[Saved data entries]
- Opening Delimiter -

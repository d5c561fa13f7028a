//! Plain-TCP HTTP front end: one thread per connection, streams delimited by connection close.

pub mod http;
pub mod metrics;

use std::fmt::Display;
use std::io::{self, BufReader, BufWriter, Write};
use std::net::{SocketAddr, TcpListener, TcpStream};
use std::str::FromStr;
use std::sync::Arc;
use std::time::Duration;

use crate::config::Config;
use crate::fonts::cache::FontCache;
use crate::foundation::error::{ShoutError, ShoutResult};
use crate::foundation::options::RenderOptions;
use crate::foundation::text::clean_text;
use crate::render::ascii::render_lines;
use crate::render::palette::{ColorScheme, paint_frame};
use crate::stream::admission::StreamAdmission;
use crate::stream::session::Animator;
use crate::stream::shutdown::Shutdown;

use self::http::{HeadOnFirstWrite, Request, head, read_request, write_response};
use self::metrics::{Metrics, MetricsSnapshot};

const TEXT_PLAIN: &str = "text/plain; charset=utf-8";
const APPLICATION_JSON: &str = "application/json";

/// How often the accept loop re-checks for shutdown while idle.
const ACCEPT_POLL: Duration = Duration::from_millis(100);

const HELP: &str = "\
shout: block-letter text over HTTP

  GET /<text>            render once (add ?c=<scheme> for color)
  GET /party/<text>      stream a color-cycling animation
  GET /fonts             list loaded fonts
  GET /stats             request counters as JSON
  GET /health            liveness probe

query parameters:
  f, font     font name
  c, color    rainbow | fire | ocean | matrix | neon | mono
  w, width    wrap width in columns (0 = no wrap; also mw, maxwidth)
  t, timeout  stream length in seconds (capped by the server)
  s, speed    animation speed (clamped to the server range)
  a, align    left | center | right
  b, border   none | single | double | ascii

use + or _ for spaces, e.g. curl localhost:8080/party/hello+world?c=fire
";

/// Shared request-handling state. Cheap to clone; one clone per connection thread.
#[derive(Clone, Debug)]
pub struct Server {
    config: Arc<Config>,
    fonts: Arc<FontCache>,
    animator: Animator,
    metrics: Arc<Metrics>,
    shutdown: Shutdown,
}

impl Server {
    pub fn new(config: Config, fonts: Arc<FontCache>, shutdown: Shutdown) -> ShoutResult<Self> {
        config.validate()?;
        let admission = Arc::new(StreamAdmission::new(config.streaming.max_concurrent_streams));
        let animator = Animator::new(
            Arc::clone(&fonts),
            admission,
            config.stream_settings()?,
            shutdown.clone(),
        );
        Ok(Self {
            config: Arc::new(config),
            fonts,
            animator,
            metrics: Arc::new(Metrics::default()),
            shutdown,
        })
    }

    pub fn animator(&self) -> &Animator {
        &self.animator
    }

    pub fn metrics(&self) -> MetricsSnapshot {
        let admission = self.animator.admission();
        self.metrics
            .snapshot(admission.active_count(), admission.capacity())
    }

    /// Bind the configured `host:port`.
    pub fn bind(&self) -> ShoutResult<TcpListener> {
        let addr = (self.config.server.host.as_str(), self.config.server.port);
        TcpListener::bind(addr).map_err(|e| {
            ShoutError::config(format!(
                "bind {}:{}: {e}",
                self.config.server.host, self.config.server.port
            ))
        })
    }

    /// Accept connections until shutdown, then wait up to the grace period for open streams.
    ///
    /// Returns once draining finishes or the grace period elapses; streams still open at that
    /// point are abandoned to process exit.
    pub fn serve(&self, listener: TcpListener) -> ShoutResult<()> {
        listener.set_nonblocking(true)?;
        tracing::info!(
            addr = %listener.local_addr()?,
            fonts = self.fonts.len(),
            max_streams = self.animator.admission().capacity(),
            "listening"
        );

        while !self.shutdown.is_cancelled() {
            match listener.accept() {
                Ok((stream, peer)) => {
                    let server = self.clone();
                    let spawned = std::thread::Builder::new()
                        .name("shout-conn".to_string())
                        .spawn(move || server.handle_connection(stream, peer));
                    if let Err(e) = spawned {
                        tracing::error!(error = %e, %peer, "failed to spawn connection thread");
                    }
                }
                Err(e) if e.kind() == io::ErrorKind::WouldBlock => {
                    self.shutdown.wait_timeout(ACCEPT_POLL);
                }
                Err(e) => {
                    tracing::warn!(error = %e, "accept failed");
                    self.shutdown.wait_timeout(ACCEPT_POLL);
                }
            }
        }
        drop(listener);

        self.drain();
        Ok(())
    }

    /// Wait for active streams to observe cancellation. Returns `true` if all closed in time.
    pub fn drain(&self) -> bool {
        let grace = Duration::from_secs(self.config.server.shutdown_grace_secs);
        let admission = self.animator.admission();
        tracing::info!(
            active = admission.active_count(),
            grace_secs = grace.as_secs(),
            "draining streams"
        );
        if admission.wait_idle(grace) {
            tracing::info!("all streams closed");
            true
        } else {
            tracing::warn!(
                abandoned = admission.active_count(),
                "grace period elapsed with streams still open"
            );
            false
        }
    }

    fn handle_connection(&self, stream: TcpStream, peer: SocketAddr) {
        let span = tracing::debug_span!("conn", %peer);
        let _enter = span.enter();
        if let Err(e) = self.handle(&stream) {
            tracing::debug!(error = %e, "connection closed with error");
        }
    }

    fn handle(&self, stream: &TcpStream) -> io::Result<()> {
        stream.set_nonblocking(false)?;
        let timeout = Duration::from_secs(self.config.server.write_timeout_secs.max(1));
        stream.set_write_timeout(Some(timeout))?;
        stream.set_read_timeout(Some(timeout))?;

        let mut reader = BufReader::new(stream);
        let mut out = BufWriter::new(stream);
        let req = match read_request(&mut reader) {
            Ok(req) => req,
            Err(ShoutError::Io(e)) => return Err(e),
            Err(e) => return self.write_error(&mut out, &e),
        };
        tracing::debug!(method = %req.method, path = %req.path, "request");
        self.respond(&req, &mut out)?;
        out.flush()
    }

    /// Route one parsed request and write the full response to `out`.
    pub fn respond<W: Write>(&self, req: &Request, out: &mut W) -> io::Result<()> {
        if req.method != "GET" {
            return write_response(out, 405, TEXT_PLAIN, "only GET is supported\n");
        }

        match req.path.as_str() {
            "/" => write_response(out, 200, TEXT_PLAIN, HELP),
            "/health" => write_response(out, 200, TEXT_PLAIN, "ok\n"),
            "/favicon.ico" => write_response(out, 404, TEXT_PLAIN, "not found\n"),
            "/fonts" => {
                self.metrics.record_font_listing();
                let mut body = self.fonts.list().join("\n");
                body.push('\n');
                write_response(out, 200, TEXT_PLAIN, &body)
            }
            "/stats" => {
                let body = serde_json::to_string_pretty(&self.metrics())
                    .map_err(io::Error::other)?;
                write_response(out, 200, APPLICATION_JSON, &body)
            }
            path => match path.strip_prefix("/party") {
                Some(rest) if rest.is_empty() || rest.starts_with('/') => {
                    let raw = rest.strip_prefix('/').unwrap_or(rest);
                    self.serve_stream(req, raw, out)
                }
                _ => self.serve_static(req, path.strip_prefix('/').unwrap_or(path), out),
            },
        }
    }

    fn serve_static<W: Write>(&self, req: &Request, raw_text: &str, out: &mut W) -> io::Result<()> {
        self.metrics.record_static();
        match self.render_static(req, raw_text) {
            Ok(body) => write_response(out, 200, TEXT_PLAIN, &body),
            Err(e) => self.write_error(out, &e),
        }
    }

    fn render_static(&self, req: &Request, raw_text: &str) -> ShoutResult<String> {
        let (text, opts) = self.prepare(req, raw_text)?;
        opts.validate()?;
        let lines = render_lines(&text, &opts, Some(&*self.fonts))?;
        if req.param(&["c", "color"]).is_some() {
            Ok(paint_frame(&lines, ColorScheme::from_name(&opts.color), 0))
        } else {
            let mut body = lines.join("\n");
            body.push('\n');
            Ok(body)
        }
    }

    fn serve_stream<W: Write>(&self, req: &Request, raw_text: &str, out: &mut W) -> io::Result<()> {
        self.metrics.record_stream();
        let (text, opts) = match self.prepare(req, raw_text) {
            Ok(prepared) => prepared,
            Err(e) => return self.write_error(out, &e),
        };

        let mut body = HeadOnFirstWrite::new(out, head(200, TEXT_PLAIN, None));
        let result = self.animator.run_animated_stream(&text, &opts, &mut body);
        let started = body.head_written();
        drop(body);

        match result {
            Ok(_) => Ok(()),
            Err(e) if started => {
                tracing::error!(error = %e, "stream failed after output started");
                Ok(())
            }
            Err(e) => self.write_error(out, &e),
        }
    }

    fn prepare(&self, req: &Request, raw_text: &str) -> ShoutResult<(String, RenderOptions)> {
        let text = clean_text(raw_text, self.config.text.max_length)?;
        if text.is_empty() {
            return Err(ShoutError::invalid_option("no text to render"));
        }
        Ok((text, self.request_options(req)?))
    }

    /// Build render options from query parameters, filling gaps from configuration.
    pub fn request_options(&self, req: &Request) -> ShoutResult<RenderOptions> {
        let text = &self.config.text;
        Ok(RenderOptions {
            font: req.param(&["f", "font"]).unwrap_or_default().to_string(),
            color: req.param(&["c", "color"]).unwrap_or_default().to_string(),
            width: parse_param(req, &["w", "width", "mw", "maxwidth"])?
                .unwrap_or(text.default_width),
            timeout_secs: parse_param(req, &["t", "timeout"])?.unwrap_or(0),
            speed: parse_param(req, &["s", "speed"])?
                .unwrap_or(self.config.streaming.default_speed),
            align: parse_param(req, &["a", "align"])?.unwrap_or(text.default_align),
            border: parse_param(req, &["b", "border"])?.unwrap_or(text.default_border),
        })
    }

    fn write_error<W: Write>(&self, out: &mut W, err: &ShoutError) -> io::Result<()> {
        let status = status_for(err);
        let body = match status {
            503 => {
                self.metrics.record_rejected();
                format!("{err}\ntry again shortly\n")
            }
            400 => {
                self.metrics.record_error();
                format!("{err}\n")
            }
            _ => {
                self.metrics.record_error();
                tracing::error!(error = %err, "request failed");
                "internal server error\n".to_string()
            }
        };
        write_response(out, status, TEXT_PLAIN, &body)
    }
}

/// HTTP status for a failed request.
pub fn status_for(err: &ShoutError) -> u16 {
    match err {
        ShoutError::CapacityExceeded { .. } => 503,
        ShoutError::InvalidOption(_) => 400,
        _ => 500,
    }
}

fn parse_param<T>(req: &Request, keys: &[&str]) -> ShoutResult<Option<T>>
where
    T: FromStr,
    T::Err: Display,
{
    req.param(keys)
        .filter(|v| !v.is_empty())
        .map(|v| {
            v.parse::<T>().map_err(|e| {
                let name = keys.get(1).or(keys.first()).copied().unwrap_or_default();
                ShoutError::invalid_option(format!("{name}={v:?}: {e}"))
            })
        })
        .transpose()
}
mod common;

use shout::{Alignment, Border, FontCache, RenderOptions, ShoutError, render, render_lines};

fn opts(font: &str) -> RenderOptions {
    RenderOptions {
        font: font.to_string(),
        ..RenderOptions::default()
    }
}

#[test]
fn renders_glyphs_side_by_side() {
    let cache = common::loaded_cache("render_basic");
    let art = render("AB", &opts("standard"), Some(&cache)).unwrap();
    assert_eq!(art, "AABB\nA#B#\n####");

    let art = render("A", &opts("doom"), Some(&cache)).unwrap();
    assert_eq!(art, "AA\nA%\n%%");
}

#[test]
fn empty_text_renders_nothing() {
    let cache = common::loaded_cache("render_empty");
    assert_eq!(render("", &opts("standard"), Some(&cache)).unwrap(), "");
}

#[test]
fn spaces_render_with_the_space_glyph() {
    let cache = common::loaded_cache("render_spaces");
    assert_eq!(
        render(" ", &opts("standard"), Some(&cache)).unwrap(),
        "  \n  \n  "
    );

    let double = render("A  B", &opts("standard"), Some(&cache)).unwrap();
    assert_eq!(double, "AA    BB\nA#    B#\n##    ##");
    assert_ne!(double, render("A B", &opts("standard"), Some(&cache)).unwrap());
}

#[test]
fn unknown_font_matches_default_output() {
    let cache = common::loaded_cache("render_unknown");
    let fallback = render("HI", &opts("comic-sans"), Some(&cache)).unwrap();
    let default = render("HI", &opts("standard"), Some(&cache)).unwrap();
    assert_eq!(fallback, default);

    let unnamed = render("HI", &opts(""), Some(&cache)).unwrap();
    assert_eq!(unnamed, default);
}

#[test]
fn missing_cache_is_an_error() {
    let err = render("HI", &opts("standard"), None).unwrap_err();
    assert!(matches!(err, ShoutError::NoCache));
}

#[test]
fn empty_cache_reports_no_fonts() {
    let cache = FontCache::new();
    let err = render("HI", &opts("standard"), Some(&cache)).unwrap_err();
    assert!(matches!(err, ShoutError::NoFontsLoaded));
}

#[test]
fn text_without_glyphs_is_a_render_error() {
    let cache = common::loaded_cache("render_unsupported");
    let err = render("\u{2603}", &opts("standard"), Some(&cache)).unwrap_err();
    assert!(matches!(err, ShoutError::Render(_)));
    assert!(err.to_string().contains("standard"));
}

#[test]
fn explicit_lines_and_border_frame_the_block() {
    let cache = common::loaded_cache("render_border");
    let o = RenderOptions {
        font: "standard".to_string(),
        align: Alignment::Center,
        border: Border::Ascii,
        ..RenderOptions::default()
    };
    let lines = render_lines("AB\nC", &o, Some(&cache)).unwrap();
    assert_eq!(lines, vec![
        "+------+",
        "| AABB |",
        "| A#B# |",
        "| #### |",
        "|  CC  |",
        "|  C#  |",
        "|  ##  |",
        "+------+",
    ]);
}

#[test]
fn concurrent_renders_agree() {
    let cache = common::loaded_cache("render_concurrent");
    let expected = render("SHOUT", &opts("doom"), Some(&cache)).unwrap();
    std::thread::scope(|s| {
        let handles: Vec<_> = (0..8)
            .map(|_| s.spawn(|| render("SHOUT", &opts("doom"), Some(&cache)).unwrap()))
            .collect();
        for h in handles {
            assert_eq!(h.join().unwrap(), expected);
        }
    });
}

- Closing Delimiter -

[BRIEF]: Return, with no change at all, every line in the entries above from the line containing "fn handle_connection(&self, stream: TcpStream, peer: SocketAddr)" through the line containing "pub fn respond<W: Write>(&self, req: &Request, out: &mut".

[SOLUTION TO THIS TASK]:
    fn handle_connection(&self, stream: TcpStream, peer: SocketAddr) {
        let span = tracing::debug_span!("conn", %peer);
        let _enter = span.enter();
        if let Err(e) = self.handle(&stream) {
            tracing::debug!(error = %e, "connection closed with error");
        }
    }

    fn handle(&self, stream: &TcpStream) -> io::Result<()> {
        stream.set_nonblocking(false)?;
        let timeout = Duration::from_secs(self.config.server.write_timeout_secs.max(1));
        stream.set_write_timeout(Some(timeout))?;
        stream.set_read_timeout(Some(timeout))?;

        let mut reader = BufReader::new(stream);
        let mut out = BufWriter::new(stream);
        let req = match read_request(&mut reader) {
            Ok(req) => req,
            Err(ShoutError::Io(e)) => return Err(e),
            Err(e) => return self.write_error(&mut out, &e),
        };
        tracing::debug!(method = %req.method, path = %req.path, "request");
        self.respond(&req, &mut out)?;
        out.flush()
    }

    /// Route one parsed request and write the full response to `out`.
    pub fn respond<W: Write>(&self, req: &Request, out: &mut W) -> io::Result<()> {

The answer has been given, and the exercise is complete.